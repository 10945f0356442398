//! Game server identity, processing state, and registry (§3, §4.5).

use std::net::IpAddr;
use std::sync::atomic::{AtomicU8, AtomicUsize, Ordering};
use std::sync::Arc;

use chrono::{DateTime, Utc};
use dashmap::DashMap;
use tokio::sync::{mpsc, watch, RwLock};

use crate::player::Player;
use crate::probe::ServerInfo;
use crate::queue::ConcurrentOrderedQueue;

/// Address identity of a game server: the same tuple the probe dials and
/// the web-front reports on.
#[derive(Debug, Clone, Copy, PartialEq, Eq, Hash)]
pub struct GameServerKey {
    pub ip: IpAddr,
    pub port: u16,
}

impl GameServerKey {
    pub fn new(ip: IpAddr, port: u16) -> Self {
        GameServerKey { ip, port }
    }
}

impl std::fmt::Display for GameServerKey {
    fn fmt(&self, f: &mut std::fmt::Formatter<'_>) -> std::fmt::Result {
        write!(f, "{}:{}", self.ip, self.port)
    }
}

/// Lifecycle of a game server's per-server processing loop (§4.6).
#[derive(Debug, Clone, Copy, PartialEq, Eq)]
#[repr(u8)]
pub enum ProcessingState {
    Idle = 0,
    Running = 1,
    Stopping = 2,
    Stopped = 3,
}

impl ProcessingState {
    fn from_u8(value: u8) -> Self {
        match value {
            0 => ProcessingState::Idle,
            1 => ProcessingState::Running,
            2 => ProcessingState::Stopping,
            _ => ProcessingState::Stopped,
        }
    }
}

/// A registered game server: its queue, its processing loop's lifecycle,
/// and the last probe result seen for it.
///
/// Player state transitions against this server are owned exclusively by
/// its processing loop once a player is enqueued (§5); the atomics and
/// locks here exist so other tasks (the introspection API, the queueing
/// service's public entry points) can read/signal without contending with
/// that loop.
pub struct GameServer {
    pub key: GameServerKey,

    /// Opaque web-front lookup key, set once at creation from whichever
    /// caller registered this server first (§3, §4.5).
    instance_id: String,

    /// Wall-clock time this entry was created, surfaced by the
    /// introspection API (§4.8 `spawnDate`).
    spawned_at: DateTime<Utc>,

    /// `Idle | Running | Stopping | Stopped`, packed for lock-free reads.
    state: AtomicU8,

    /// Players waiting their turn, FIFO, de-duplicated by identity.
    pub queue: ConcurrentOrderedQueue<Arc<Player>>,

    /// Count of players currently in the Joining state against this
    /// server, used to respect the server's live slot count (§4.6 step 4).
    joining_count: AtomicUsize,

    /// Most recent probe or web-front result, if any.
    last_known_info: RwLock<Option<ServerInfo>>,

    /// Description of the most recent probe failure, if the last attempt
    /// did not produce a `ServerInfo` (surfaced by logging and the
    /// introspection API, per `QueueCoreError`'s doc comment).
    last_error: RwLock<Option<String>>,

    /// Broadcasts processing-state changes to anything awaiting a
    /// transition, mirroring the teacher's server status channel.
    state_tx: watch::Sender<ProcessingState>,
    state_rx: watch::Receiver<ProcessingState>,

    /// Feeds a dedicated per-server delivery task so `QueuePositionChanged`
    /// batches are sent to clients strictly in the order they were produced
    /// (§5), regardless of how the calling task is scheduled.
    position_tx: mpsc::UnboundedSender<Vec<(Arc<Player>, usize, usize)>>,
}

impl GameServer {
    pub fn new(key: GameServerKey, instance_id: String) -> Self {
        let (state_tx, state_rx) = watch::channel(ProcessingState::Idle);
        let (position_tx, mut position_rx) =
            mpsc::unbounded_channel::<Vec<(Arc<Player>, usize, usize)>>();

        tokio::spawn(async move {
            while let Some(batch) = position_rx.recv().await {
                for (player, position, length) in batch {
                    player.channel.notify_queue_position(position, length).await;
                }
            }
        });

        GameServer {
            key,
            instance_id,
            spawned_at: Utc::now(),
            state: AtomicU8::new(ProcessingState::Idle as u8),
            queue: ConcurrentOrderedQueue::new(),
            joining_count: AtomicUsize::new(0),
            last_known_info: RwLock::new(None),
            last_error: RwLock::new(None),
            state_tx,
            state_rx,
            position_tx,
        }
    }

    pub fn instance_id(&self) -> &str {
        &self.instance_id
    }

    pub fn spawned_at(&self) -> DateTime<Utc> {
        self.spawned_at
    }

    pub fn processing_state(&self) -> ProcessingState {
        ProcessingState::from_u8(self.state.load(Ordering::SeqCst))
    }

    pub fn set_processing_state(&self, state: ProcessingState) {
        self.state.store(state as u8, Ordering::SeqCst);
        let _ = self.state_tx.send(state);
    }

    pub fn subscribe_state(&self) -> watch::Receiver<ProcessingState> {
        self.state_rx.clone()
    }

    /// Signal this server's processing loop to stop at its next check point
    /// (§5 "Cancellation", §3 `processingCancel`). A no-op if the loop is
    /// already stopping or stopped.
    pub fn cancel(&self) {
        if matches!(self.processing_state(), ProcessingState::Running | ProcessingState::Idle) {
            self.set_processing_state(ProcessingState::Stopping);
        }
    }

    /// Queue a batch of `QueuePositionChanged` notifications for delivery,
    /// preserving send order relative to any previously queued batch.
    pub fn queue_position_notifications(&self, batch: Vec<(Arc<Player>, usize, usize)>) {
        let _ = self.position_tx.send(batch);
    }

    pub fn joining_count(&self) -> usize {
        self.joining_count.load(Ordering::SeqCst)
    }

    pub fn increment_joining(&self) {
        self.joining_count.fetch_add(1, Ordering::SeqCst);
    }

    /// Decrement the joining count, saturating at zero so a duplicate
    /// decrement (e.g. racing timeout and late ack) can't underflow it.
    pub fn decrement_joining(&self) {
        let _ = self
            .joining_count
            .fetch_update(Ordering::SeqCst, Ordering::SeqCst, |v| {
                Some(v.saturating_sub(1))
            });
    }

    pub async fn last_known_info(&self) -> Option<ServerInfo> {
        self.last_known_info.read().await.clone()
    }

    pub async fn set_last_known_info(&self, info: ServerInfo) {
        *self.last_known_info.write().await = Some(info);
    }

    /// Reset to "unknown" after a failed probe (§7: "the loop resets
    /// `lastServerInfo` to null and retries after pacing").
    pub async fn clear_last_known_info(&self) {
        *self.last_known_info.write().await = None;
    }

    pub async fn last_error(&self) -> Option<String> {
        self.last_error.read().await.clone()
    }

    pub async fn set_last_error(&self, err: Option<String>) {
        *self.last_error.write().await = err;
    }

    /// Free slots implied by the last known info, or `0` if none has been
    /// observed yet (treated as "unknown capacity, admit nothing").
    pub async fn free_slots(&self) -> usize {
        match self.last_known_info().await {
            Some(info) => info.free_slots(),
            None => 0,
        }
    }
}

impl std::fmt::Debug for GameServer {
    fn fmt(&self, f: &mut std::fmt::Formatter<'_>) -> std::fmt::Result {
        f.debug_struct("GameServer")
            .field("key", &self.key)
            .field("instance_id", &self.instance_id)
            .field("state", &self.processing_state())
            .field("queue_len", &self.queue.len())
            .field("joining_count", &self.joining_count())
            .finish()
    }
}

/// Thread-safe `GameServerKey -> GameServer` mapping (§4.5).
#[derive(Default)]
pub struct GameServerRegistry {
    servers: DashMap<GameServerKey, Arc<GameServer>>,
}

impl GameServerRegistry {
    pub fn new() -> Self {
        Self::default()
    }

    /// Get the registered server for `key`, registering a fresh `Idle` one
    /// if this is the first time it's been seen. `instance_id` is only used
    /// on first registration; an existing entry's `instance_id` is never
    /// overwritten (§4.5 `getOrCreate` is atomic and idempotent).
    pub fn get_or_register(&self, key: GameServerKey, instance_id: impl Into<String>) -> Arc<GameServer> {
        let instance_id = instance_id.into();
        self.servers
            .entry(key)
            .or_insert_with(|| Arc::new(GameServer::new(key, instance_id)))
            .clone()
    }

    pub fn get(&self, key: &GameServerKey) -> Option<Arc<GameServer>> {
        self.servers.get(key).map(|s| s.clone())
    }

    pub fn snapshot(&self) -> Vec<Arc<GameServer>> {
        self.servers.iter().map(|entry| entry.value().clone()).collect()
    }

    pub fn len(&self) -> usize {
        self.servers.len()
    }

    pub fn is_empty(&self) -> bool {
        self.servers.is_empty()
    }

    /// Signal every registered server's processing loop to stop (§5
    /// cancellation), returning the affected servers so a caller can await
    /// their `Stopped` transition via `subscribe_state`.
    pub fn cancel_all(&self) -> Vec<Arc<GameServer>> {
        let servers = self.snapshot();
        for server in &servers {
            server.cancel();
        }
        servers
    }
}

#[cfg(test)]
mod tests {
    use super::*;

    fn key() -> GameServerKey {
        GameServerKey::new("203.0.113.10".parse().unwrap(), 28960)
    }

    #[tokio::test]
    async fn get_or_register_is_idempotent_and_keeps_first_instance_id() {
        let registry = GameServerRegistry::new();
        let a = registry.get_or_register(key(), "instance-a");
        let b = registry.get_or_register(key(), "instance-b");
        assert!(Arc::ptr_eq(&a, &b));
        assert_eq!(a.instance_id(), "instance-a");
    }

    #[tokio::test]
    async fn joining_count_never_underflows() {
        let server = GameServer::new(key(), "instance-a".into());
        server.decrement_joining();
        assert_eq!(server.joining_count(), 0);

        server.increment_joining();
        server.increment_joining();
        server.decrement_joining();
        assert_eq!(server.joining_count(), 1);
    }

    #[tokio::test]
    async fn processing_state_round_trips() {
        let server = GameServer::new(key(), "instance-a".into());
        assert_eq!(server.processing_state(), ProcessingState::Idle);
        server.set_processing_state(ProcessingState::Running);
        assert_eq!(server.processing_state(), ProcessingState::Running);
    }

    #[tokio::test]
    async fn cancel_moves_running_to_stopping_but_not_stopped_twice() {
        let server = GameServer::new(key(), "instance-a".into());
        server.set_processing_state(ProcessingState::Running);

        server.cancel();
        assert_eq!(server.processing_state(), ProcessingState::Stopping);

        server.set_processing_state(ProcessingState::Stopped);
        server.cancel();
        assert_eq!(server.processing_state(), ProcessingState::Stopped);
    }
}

+++++

Your assignment -
Every line holding the word "IpAddr" should be copied out of the material.

Finished task -
use std::net::IpAddr;
    pub ip: IpAddr,
    pub fn new(ip: IpAddr, port: u16) -> Self {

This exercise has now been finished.